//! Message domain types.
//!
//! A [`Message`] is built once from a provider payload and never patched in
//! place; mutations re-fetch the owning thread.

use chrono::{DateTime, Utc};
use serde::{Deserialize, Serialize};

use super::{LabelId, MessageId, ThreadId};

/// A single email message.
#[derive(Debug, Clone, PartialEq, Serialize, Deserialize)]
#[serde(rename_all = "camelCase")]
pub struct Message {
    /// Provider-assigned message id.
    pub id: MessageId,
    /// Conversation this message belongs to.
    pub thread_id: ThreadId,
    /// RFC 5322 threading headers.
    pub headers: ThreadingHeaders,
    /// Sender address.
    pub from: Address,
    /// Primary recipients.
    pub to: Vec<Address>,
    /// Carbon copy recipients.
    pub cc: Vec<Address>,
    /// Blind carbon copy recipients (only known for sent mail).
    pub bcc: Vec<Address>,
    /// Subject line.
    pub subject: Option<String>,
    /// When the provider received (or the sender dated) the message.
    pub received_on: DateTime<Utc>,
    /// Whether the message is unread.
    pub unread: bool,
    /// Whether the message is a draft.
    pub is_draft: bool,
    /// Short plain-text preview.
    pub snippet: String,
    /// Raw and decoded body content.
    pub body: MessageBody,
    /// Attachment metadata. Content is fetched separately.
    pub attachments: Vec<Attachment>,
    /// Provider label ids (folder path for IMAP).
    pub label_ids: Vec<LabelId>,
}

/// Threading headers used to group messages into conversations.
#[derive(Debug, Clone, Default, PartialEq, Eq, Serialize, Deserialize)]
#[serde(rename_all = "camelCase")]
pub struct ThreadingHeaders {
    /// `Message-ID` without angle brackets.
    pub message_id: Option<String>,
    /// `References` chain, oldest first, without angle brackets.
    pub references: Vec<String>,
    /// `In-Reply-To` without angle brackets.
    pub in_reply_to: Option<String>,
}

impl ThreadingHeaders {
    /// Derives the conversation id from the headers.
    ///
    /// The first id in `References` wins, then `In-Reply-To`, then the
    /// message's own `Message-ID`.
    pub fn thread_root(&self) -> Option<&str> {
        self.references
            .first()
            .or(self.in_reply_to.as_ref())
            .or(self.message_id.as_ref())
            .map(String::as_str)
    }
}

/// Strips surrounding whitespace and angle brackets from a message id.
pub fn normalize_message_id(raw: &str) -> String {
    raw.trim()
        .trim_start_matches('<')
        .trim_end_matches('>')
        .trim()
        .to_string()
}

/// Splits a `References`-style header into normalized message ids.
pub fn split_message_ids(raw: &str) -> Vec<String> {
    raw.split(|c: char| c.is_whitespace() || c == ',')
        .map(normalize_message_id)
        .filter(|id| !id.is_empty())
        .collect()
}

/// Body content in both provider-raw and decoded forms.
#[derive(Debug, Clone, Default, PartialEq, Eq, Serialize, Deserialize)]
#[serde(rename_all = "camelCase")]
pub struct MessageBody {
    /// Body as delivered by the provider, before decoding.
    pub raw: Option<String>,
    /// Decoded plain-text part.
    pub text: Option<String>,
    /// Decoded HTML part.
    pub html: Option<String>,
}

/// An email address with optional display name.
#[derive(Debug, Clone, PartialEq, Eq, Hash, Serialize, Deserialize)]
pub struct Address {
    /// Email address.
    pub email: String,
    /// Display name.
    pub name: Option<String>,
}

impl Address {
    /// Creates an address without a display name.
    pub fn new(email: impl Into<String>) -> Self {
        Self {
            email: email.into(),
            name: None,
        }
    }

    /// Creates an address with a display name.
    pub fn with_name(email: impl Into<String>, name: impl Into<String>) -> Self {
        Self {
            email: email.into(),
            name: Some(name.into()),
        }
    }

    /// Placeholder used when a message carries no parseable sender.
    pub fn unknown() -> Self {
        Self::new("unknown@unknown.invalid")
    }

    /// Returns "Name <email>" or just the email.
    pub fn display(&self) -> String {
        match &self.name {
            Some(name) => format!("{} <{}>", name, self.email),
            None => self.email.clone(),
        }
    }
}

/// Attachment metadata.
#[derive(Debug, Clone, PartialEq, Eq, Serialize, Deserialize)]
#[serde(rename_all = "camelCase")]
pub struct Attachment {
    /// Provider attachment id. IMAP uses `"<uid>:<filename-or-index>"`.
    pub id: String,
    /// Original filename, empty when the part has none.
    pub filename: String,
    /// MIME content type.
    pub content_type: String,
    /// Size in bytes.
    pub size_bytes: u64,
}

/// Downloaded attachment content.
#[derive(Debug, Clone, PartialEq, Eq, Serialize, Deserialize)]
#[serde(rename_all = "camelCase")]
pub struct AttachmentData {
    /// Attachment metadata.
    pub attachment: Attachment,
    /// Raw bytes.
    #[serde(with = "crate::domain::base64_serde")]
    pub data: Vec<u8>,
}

Exercise: Find the string "angle" in the records, then copy each line where it occurs.

Solution:
    /// `Message-ID` without angle brackets.
    /// `References` chain, oldest first, without angle brackets.
    /// `In-Reply-To` without angle brackets.
/// Strips surrounding whitespace and angle brackets from a message id.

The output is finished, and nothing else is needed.